Se emocionó y era entendible.
“Olimpo fue el club que me dio de comer, que me formó como profesional y que me dio las armas para poder desarrollarme. También mucho tuvo que ver Villa Mitre, que me abrió las puertas en 2015 sin ningún rencor aun sabiendo que mi carrera estaba muy vinculada a la amarilla y negra. Siempre les voy a agradecer lo que hicieron por mí”, destacó.
Tras dejar Olimpo, ir a Salta y volver a Villa Mitre, su periplo continuó por Sol de América de Formosa, Alvarado de Mar del Plata, otra vez Antoniana, Almagro y Deportivo Santaní de Paraguay, donde lo sorprendió la pandemia del Covid-19.
“La pandemia causó estragos en mi familia, en ese momento fallece mi papá (Carlos), también mi tío (Marcelo) y decidí no jugar más a nivel profesional porque ellos fueron el alma de mi progreso, los que me bancaron y me acompañaron siempre a todos lados. Regresé a Pigüé y me quedé a defender los colores de mi club”, expresó con voz pausada.
--Sin embargo, en 2022-2023 fuiste clave en el bicampeonato que obtuvo Racíng de Carhué y en 2024 pasaste por Unión de Pigüé, es decir que te fuiste de tu club tres años.
--Sí, me aleje de Club Sarmiento porque me había peleado con el presidente anterior a la actual gestión. Ahora no me voy más, me retiro acá, cierro el ciclo. Siempre que salí de Pigüé fue para representar con honores a mi ciudad y al club, que es mi vida y el que me catapultó a la “fama”, si hay que definirlo de alguna manera.
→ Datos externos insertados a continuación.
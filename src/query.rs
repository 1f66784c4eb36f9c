use crate::store::{AttendanceRecord, AttendanceStatus, ClassRecord, StudentRecord};
use chrono::{Duration, NaiveDate};
use serde::{Deserialize, Serialize};
use std::collections::HashMap;

// Everything in this module is a pure function of collection snapshots
// plus a filter value; no state is held between calls.

#[derive(Debug, Clone, Serialize)]
pub struct QueryError {
    pub code: String,
    pub message: String,
}

impl QueryError {
    fn new(code: &str, message: impl Into<String>) -> Self {
        Self {
            code: code.to_string(),
            message: message.into(),
        }
    }
}

#[derive(Debug, Clone, Default, Serialize, Deserialize)]
#[serde(rename_all = "camelCase")]
pub struct HistoryFilter {
    pub date_start: Option<String>,
    pub date_end: Option<String>,
    pub class_id: Option<String>,
    pub search: Option<String>,
}

/// Parses the optional `filters` request param. Empty strings and the
/// UI's `"all"` class sentinel normalize to no filter.
pub fn parse_history_filter(raw: Option<&serde_json::Value>) -> Result<HistoryFilter, QueryError> {
    let Some(raw) = raw else {
        return Ok(HistoryFilter::default());
    };
    if raw.is_null() {
        return Ok(HistoryFilter::default());
    }
    let mut filter: HistoryFilter = serde_json::from_value(raw.clone())
        .map_err(|e| QueryError::new("bad_params", format!("invalid filters: {}", e)))?;
    filter.date_start = filter.date_start.filter(|s| !s.trim().is_empty());
    filter.date_end = filter.date_end.filter(|s| !s.trim().is_empty());
    filter.class_id = filter
        .class_id
        .filter(|s| !s.trim().is_empty() && s.as_str() != "all");
    filter.search = filter.search.filter(|s| !s.is_empty());
    Ok(filter)
}

fn student_matches(student: &StudentRecord, filter: &HistoryFilter) -> bool {
    if let Some(class_id) = &filter.class_id {
        if &student.class_id != class_id {
            return false;
        }
    }
    if let Some(term) = &filter.search {
        if !student.name.contains(term.as_str()) && !student.id.contains(term.as_str()) {
            return false;
        }
    }
    true
}

/// Records whose student no longer exists are excluded, never surfaced
/// as errors.
pub fn filter_records(
    records: &[AttendanceRecord],
    students: &[StudentRecord],
    filter: &HistoryFilter,
) -> Vec<AttendanceRecord> {
    let by_id: HashMap<&str, &StudentRecord> =
        students.iter().map(|s| (s.id.as_str(), s)).collect();
    records
        .iter()
        .filter(|rec| {
            if let Some(start) = &filter.date_start {
                if rec.date.as_str() < start.as_str() {
                    return false;
                }
            }
            if let Some(end) = &filter.date_end {
                if rec.date.as_str() > end.as_str() {
                    return false;
                }
            }
            let Some(student) = by_id.get(rec.student_id.as_str()) else {
                return false;
            };
            student_matches(student, filter)
        })
        .cloned()
        .collect()
}

#[derive(Debug, Clone, Copy, Default, PartialEq, Eq, Serialize)]
#[serde(rename_all = "camelCase")]
pub struct StatusTally {
    pub present: usize,
    pub pe_kit: usize,
    pub justified: usize,
    pub absent: usize,
}

impl StatusTally {
    pub fn total(&self) -> usize {
        self.present + self.pe_kit + self.justified + self.absent
    }
}

/// The single shared tally used by history, dashboard, and reports.
pub fn status_tally<'a, I>(records: I) -> StatusTally
where
    I: IntoIterator<Item = &'a AttendanceRecord>,
{
    let mut tally = StatusTally::default();
    for rec in records {
        match rec.status {
            AttendanceStatus::Present => tally.present += 1,
            AttendanceStatus::PeKit => tally.pe_kit += 1,
            AttendanceStatus::Justified => tally.justified += 1,
            AttendanceStatus::Absent => tally.absent += 1,
        }
    }
    tally
}

pub fn presence_rate(records: &[AttendanceRecord]) -> i64 {
    if records.is_empty() {
        return 0;
    }
    let present = records
        .iter()
        .filter(|r| r.status.counts_as_present())
        .count();
    (100.0 * present as f64 / records.len() as f64).round() as i64
}

#[derive(Debug, Clone, Serialize)]
#[serde(rename_all = "camelCase")]
pub struct StudentHistory {
    pub id: String,
    pub name: String,
    pub class_id: String,
    pub class_name: String,
    pub school_name: String,
    pub records: Vec<AttendanceRecord>,
    pub presence_rate: i64,
}

/// Partitions the filtered set by student. Students with zero matching
/// records still appear while a search term is active, so a name lookup
/// can answer "never marked". Output follows the student collection
/// order; each student's records sort descending by date string.
pub fn group_by_student(
    filtered: &[AttendanceRecord],
    students: &[StudentRecord],
    classes: &[ClassRecord],
    filter: &HistoryFilter,
) -> Vec<StudentHistory> {
    let mut groups: HashMap<&str, Vec<AttendanceRecord>> = HashMap::new();
    for rec in filtered {
        groups
            .entry(rec.student_id.as_str())
            .or_default()
            .push(rec.clone());
    }
    let class_by_id: HashMap<&str, &ClassRecord> =
        classes.iter().map(|c| (c.id.as_str(), c)).collect();

    let mut out = Vec::new();
    for student in students {
        if !student_matches(student, filter) {
            continue;
        }
        if !groups.contains_key(student.id.as_str()) && filter.search.is_none() {
            continue;
        }
        let mut records = groups.remove(student.id.as_str()).unwrap_or_default();
        records.sort_by(|a, b| b.date.cmp(&a.date));
        let class = class_by_id.get(student.class_id.as_str());
        out.push(StudentHistory {
            id: student.id.clone(),
            name: student.name.clone(),
            class_id: student.class_id.clone(),
            class_name: class.map(|c| c.name.clone()).unwrap_or_default(),
            school_name: class.map(|c| c.school_name.clone()).unwrap_or_default(),
            presence_rate: presence_rate(&records),
            records,
        });
    }
    out
}

#[derive(Debug, Clone, Serialize)]
#[serde(rename_all = "camelCase")]
pub struct MatrixRow {
    pub student_id: String,
    pub name: String,
    pub cells: Vec<Option<AttendanceStatus>>,
}

#[derive(Debug, Clone, Serialize)]
#[serde(rename_all = "camelCase")]
pub struct DateMatrix {
    pub dates: Vec<String>,
    pub rows: Vec<MatrixRow>,
}

/// The printable roster: sorted distinct dates across the filtered set,
/// one row per student, one cell per date. A student not marked on a
/// date gets a blank cell, never a synthesized absence.
pub fn date_matrix(
    filtered: &[AttendanceRecord],
    students: &[StudentRecord],
    classes: &[ClassRecord],
    filter: &HistoryFilter,
) -> DateMatrix {
    let mut dates: Vec<String> = filtered.iter().map(|r| r.date.clone()).collect();
    dates.sort();
    dates.dedup();

    let rows = group_by_student(filtered, students, classes, filter)
        .into_iter()
        .map(|history| {
            let by_date: HashMap<&str, AttendanceStatus> = history
                .records
                .iter()
                .map(|r| (r.date.as_str(), r.status))
                .collect();
            MatrixRow {
                student_id: history.id,
                name: history.name,
                cells: dates
                    .iter()
                    .map(|d| by_date.get(d.as_str()).copied())
                    .collect(),
            }
        })
        .collect();

    DateMatrix { dates, rows }
}

#[derive(Debug, Clone, Serialize)]
#[serde(rename_all = "camelCase")]
pub struct DayTally {
    pub date: String,
    pub tally: StatusTally,
}

/// Per-status tallies for the last 7 calendar days including `today`,
/// oldest first.
pub fn trailing_week_tally(records: &[AttendanceRecord], today: NaiveDate) -> Vec<DayTally> {
    (0..7i64)
        .rev()
        .map(|offset| {
            let date = (today - Duration::days(offset)).format("%Y-%m-%d").to_string();
            let tally = status_tally(records.iter().filter(|r| r.date == date));
            DayTally { date, tally }
        })
        .collect()
}
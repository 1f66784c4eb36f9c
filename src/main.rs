mod backup;
mod db;
mod ipc;
mod logging;
mod query;
mod store;

use std::io::{self, BufRead, Write};

fn main() {
    let mut state = ipc::AppState {
        workspace: None,
        db: None,
    };

    let stdin = io::stdin();
    let mut stdout = io::stdout();

    for line in stdin.lock().lines() {
        let line = match line {
            Ok(v) => v,
            Err(_) => break,
        };
        if line.trim().is_empty() {
            continue;
        }

        let req: ipc::Request = match serde_json::from_str(&line) {
            Ok(v) => v,
            Err(e) => {
                // No request id to echo back.
                let resp = serde_json::json!({
                    "ok": false,
                    "error": { "code": "bad_json", "message": e.to_string() }
                });
                let _ = writeln!(stdout, "{}", resp);
                let _ = stdout.flush();
                continue;
            }
        };

        let resp = ipc::handle_request(&mut state, req);
        let _ = writeln!(
            stdout,
            "{}",
            serde_json::to_string(&resp).unwrap_or_else(|_| "{\"ok\":false}".to_string())
        );
        let _ = stdout.flush();
    }
}
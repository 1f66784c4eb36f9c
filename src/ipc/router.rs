use super::handlers;
use super::types::{AppState, Request};
use crate::ipc::error::err;

pub fn handle_request(state: &mut AppState, req: Request) -> serde_json::Value {
    if let Some(resp) = handlers::core::try_handle(state, &req) {
        return resp;
    }
    if let Some(resp) = handlers::classes::try_handle(state, &req) {
        return resp;
    }
    if let Some(resp) = handlers::students::try_handle(state, &req) {
        return resp;
    }
    if let Some(resp) = handlers::attendance::try_handle(state, &req) {
        return resp;
    }
    if let Some(resp) = handlers::history::try_handle(state, &req) {
        return resp;
    }
    if let Some(resp) = handlers::backup::try_handle(state, &req) {
        return resp;
    }

    err(
        &req.id,
        "not_implemented",
        format!("unknown method: {}", req.method),
        None,
    )
}
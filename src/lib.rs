//! # Ring Logger
//!
//! A structured logging pipeline for latency-sensitive producer threads
//! that must never block or allocate while logging.
//!
//! ## Key Features
//!
//! * One lock-free single-producer/single-consumer ring per logging thread
//! * Fixed-size, `Copy` log messages built on the producer's stack
//! * Hardware-counter timestamps (RDTSC / CNTVCT_EL0)
//! * A single background consumer that drains every ring into per-stream files
//! * Lossy under overload: the oldest unread message is overwritten and
//!   counted, the producer never waits
//!
//! ## Main Components
//!
//! * `LogManager`: owns the registry, the sink and the consumer thread
//! * `RingBuffer` / `Producer`: the per-thread SPSC ring and its write handle
//! * `ThreadRegistry`: bounded mapping from producer id to ring
//! * `FileSink`: stream id to file routing and line rendering
//! * `efficient_clock`: low-overhead timestamps
//!
//! ## Quick Start
//!
//! ```
//! use ring_logger::{log_record, LogManager, LoggerConfig};
//!
//! let dir = tempfile::tempdir().unwrap();
//! let manager = LogManager::new(LoggerConfig::default()).unwrap();
//! manager.open_stream(1, dir.path().join("log_orders.log")).unwrap();
//!
//! for i in 1..=3 {
//!     log_record!(manager, 1, "val=%d", i).unwrap();
//! }
//!
//! // Stop the consumer and wait for the final drain.
//! let report = manager.shutdown().unwrap();
//! assert_eq!(report.written, 3);
//! ```

pub mod config;
pub mod consumer;
pub mod efficient_clock;
pub mod error;
pub mod format;
pub mod loggable;
pub mod logging;
pub mod manager;
pub mod message;
pub mod registry;
pub mod ring_buffer;
pub mod sink;

pub use config::{DrainOrder, LineFormat, LoggerConfig};
pub use consumer::ConsumerReport;
pub use error::{LoggerError, Result};
pub use loggable::{InlineStr, LogArg, LogStr, Loggable};
pub use manager::LogManager;
pub use message::{LogMessage, MAX_ARGS};
pub use registry::ThreadRegistry;
pub use ring_buffer::{Producer, RingBuffer};
pub use sink::{FileSink, MessageSink};
//! Error types for the ring logger.

use std::io;
use thiserror::Error;

/// Errors surfaced by the logging pipeline.
///
/// Only [`LoggerError::RegistryFull`] can reach a producer, and only the
/// first time a thread registers. Everything else belongs to setup calls or
/// to the consumer, which counts and reports sink failures instead of
/// stopping.
#[derive(Error, Debug)]
pub enum LoggerError {
    /// The configuration cannot describe a working logger.
    #[error("invalid configuration: {0}")]
    InvalidConfig(String),

    /// More producers tried to register than the registry was sized for.
    #[error("producer registry is full ({max} producers)")]
    RegistryFull { max: usize },

    /// A message or flush targeted a stream that was never opened.
    #[error("stream {0} has no open sink")]
    UnknownStream(u32),

    /// Opening, writing or flushing a stream file failed.
    #[error("I/O error on stream {stream_id}: {source}")]
    Io {
        stream_id: u32,
        #[source]
        source: io::Error,
    },

    /// The consumer thread could not be started.
    #[error("failed to start consumer thread: {0}")]
    Spawn(#[source] io::Error),

    /// The consumer thread panicked before finishing its final drain.
    #[error("consumer thread panicked")]
    ConsumerPanicked,

    /// `join` was called after the consumer had already been joined.
    #[error("consumer thread was already joined")]
    AlreadyJoined,
}

impl LoggerError {
    /// True for errors that reflect a static capacity or configuration
    /// mismatch rather than a runtime condition.
    pub fn is_configuration(&self) -> bool {
        matches!(self, LoggerError::InvalidConfig(_) | LoggerError::RegistryFull { .. })
    }

    pub(crate) fn io(stream_id: u32, source: io::Error) -> Self {
        LoggerError::Io { stream_id, source }
    }
}

pub type Result<T> = std::result::Result<T, LoggerError>;
use std::io;
use std::sync::atomic::{AtomicBool, AtomicU64, Ordering};
use std::sync::Arc;
use std::thread::{self, JoinHandle};
use std::time::Duration;

use tracing::{info, warn};

use crate::config::DrainOrder;
use crate::error::LoggerError;
use crate::message::LogMessage;
use crate::registry::ThreadRegistry;
use crate::sink::MessageSink;

pub const CONSUMER_THREAD_NAME: &str = "ring-logger-consumer";

/// Running counters kept by the consumer.
#[derive(Debug, Default)]
pub struct ConsumerStats {
    written: AtomicU64,
    unknown_stream: AtomicU64,
    io_errors: AtomicU64,
    rounds: AtomicU64,
}

/// Point-in-time copy of the consumer counters.
#[derive(Debug, Clone, Copy, Default, PartialEq, Eq)]
pub struct ConsumerReport {
    /// Messages the sink accepted.
    pub written: u64,
    /// Messages dropped because their stream id had no open sink.
    pub unknown_stream: u64,
    /// Sink write, flush or close failures.
    pub io_errors: u64,
    /// Messages overwritten in producer rings before they were drained.
    pub overwritten: u64,
    /// Completed polling rounds.
    pub rounds: u64,
}

impl ConsumerStats {
    pub fn snapshot(&self, overwritten: u64) -> ConsumerReport {
        ConsumerReport {
            written: self.written.load(Ordering::Relaxed),
            unknown_stream: self.unknown_stream.load(Ordering::Relaxed),
            io_errors: self.io_errors.load(Ordering::Relaxed),
            overwritten,
            rounds: self.rounds.load(Ordering::Relaxed),
        }
    }
}

/// The single background task that drains every producer ring.
pub(crate) struct Consumer {
    registry: Arc<ThreadRegistry>,
    sink: Arc<dyn MessageSink>,
    stop: Arc<AtomicBool>,
    stats: Arc<ConsumerStats>,
    poll_interval: Duration,
    drain_order: DrainOrder,
    batch: Vec<LogMessage>,
}

impl Consumer {
    pub(crate) fn new(
        registry: Arc<ThreadRegistry>,
        sink: Arc<dyn MessageSink>,
        stop: Arc<AtomicBool>,
        stats: Arc<ConsumerStats>,
        poll_interval: Duration,
        drain_order: DrainOrder,
    ) -> Self {
        Self {
            registry,
            sink,
            stop,
            stats,
            poll_interval,
            drain_order,
            batch: Vec::new(),
        }
    }

    pub(crate) fn spawn(self) -> io::Result<JoinHandle<()>> {
        thread::Builder::new()
            .name(CONSUMER_THREAD_NAME.to_string())
            .spawn(move || self.run())
    }

    /// Polls until the stop flag is seen, then drains once more and closes
    /// the sink.
    fn run(mut self) {
        info!(poll_interval = ?self.poll_interval, order = ?self.drain_order, "consumer started");

        while !self.stop.load(Ordering::Acquire) {
            let drained = self.drain_round();
            if drained == 0 {
                // stop() and notify() unpark this thread early.
                thread::park_timeout(self.poll_interval);
            }
        }

        // Everything pushed before the stop flag was set is visible now.
        self.drain_round();

        if let Err(e) = self.sink.flush_and_close_all() {
            self.stats.io_errors.fetch_add(1, Ordering::Relaxed);
            warn!(error = %e, "closing sink failed");
        }

        let report = self.stats.snapshot(self.registry.total_overwritten());
        info!(
            written = report.written,
            overwritten = report.overwritten,
            unknown_stream = report.unknown_stream,
            io_errors = report.io_errors,
            "consumer stopped"
        );
    }

    /// Visits every ring once, draining each until empty.
    fn drain_round(&mut self) -> usize {
        let sink = &*self.sink;
        let stats = &*self.stats;

        let drained = match self.drain_order {
            DrainOrder::PollOrder => {
                let mut n = 0;
                self.registry.for_each_buffer(|ring| {
                    n += ring.drain(|msg| dispatch(sink, stats, msg));
                });
                n
            }
            DrainOrder::TimestampSorted => {
                let batch = &mut self.batch;
                batch.clear();
                self.registry.for_each_buffer(|ring| {
                    ring.drain(|msg| batch.push(*msg));
                });
                batch.sort_by_key(|m| (m.timestamp, m.producer_id, m.sequence));
                for msg in batch.iter() {
                    dispatch(sink, stats, msg);
                }
                batch.len()
            }
        };

        stats.rounds.fetch_add(1, Ordering::Relaxed);
        drained
    }
}

fn dispatch(sink: &dyn MessageSink, stats: &ConsumerStats, msg: &LogMessage) {
    match sink.write(msg) {
        Ok(()) => {
            stats.written.fetch_add(1, Ordering::Relaxed);
        }
        Err(LoggerError::UnknownStream(stream_id)) => {
            let seen = stats.unknown_stream.fetch_add(1, Ordering::Relaxed);
            if seen % 1024 == 0 {
                warn!(stream_id, dropped = seen + 1, "message for unopened stream dropped");
            }
        }
        Err(e) => {
            let seen = stats.io_errors.fetch_add(1, Ordering::Relaxed);
            if seen % 1024 == 0 {
                warn!(stream_id = msg.stream_id, error = %e, "sink write failed");
            }
        }
    }
}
--¿Y que significa jugar con tu hermano Leandro (arquero) y tu primo Francisco (volante central) en el mismo equipo?
--Una locura, estamos viviendo este hermoso momento a pleno. Los tres somos muy unidos, excelentes compañeros y con un enrome espíritu competitivo. Buscamos que se dé esto de juntarnos porque le queremos dar una mano al club en la doble competencia.
--A Julito Furch, tu amigo y compañero de vida, con el que compartiste departamento en Bahía, ¿lo fuiste a visitar a Winifreda?
--Fui hace dos veranos y comprobé que Julio está loco; se compró todo Winifreda el hijo de mil, un animal. Viajaba 6 horas (ida y vuelta) para jugar en el equipo de su pueblo porque él residía con su familia en Ezeiza, hasta que ahora se mudó a Wninfreda definitivamente. Compró propiedades, campos, de todo, pero está tranquilo y feliz, y eso es lo más importante.
--Y vos, ¿compraste Pigüé?
--Ja, ja. Apenas me pude hacer mi casa con pileta; ya con eso me conformo. Sigo metiéndole horas al local de ropa deportiva (en pleno centro de pigüense), que me da de comer y me permite retomar el contacto con la gente que me vio nacer o crecer y con las que había perdido el contacto y el saludo diario de todos los días.
Con las de acá
Con la camiseta de Olimpo disputó 126 partidos (entre Reserva y Primera de AFA, Copa Argentina, B Nacional y Liga del Sur) y anotó 32 goles.
Con la casaca de Villa Mitre jugó 34 cotejos (entre Federal B –ascenso— y Liga del Sur), con 12 goles.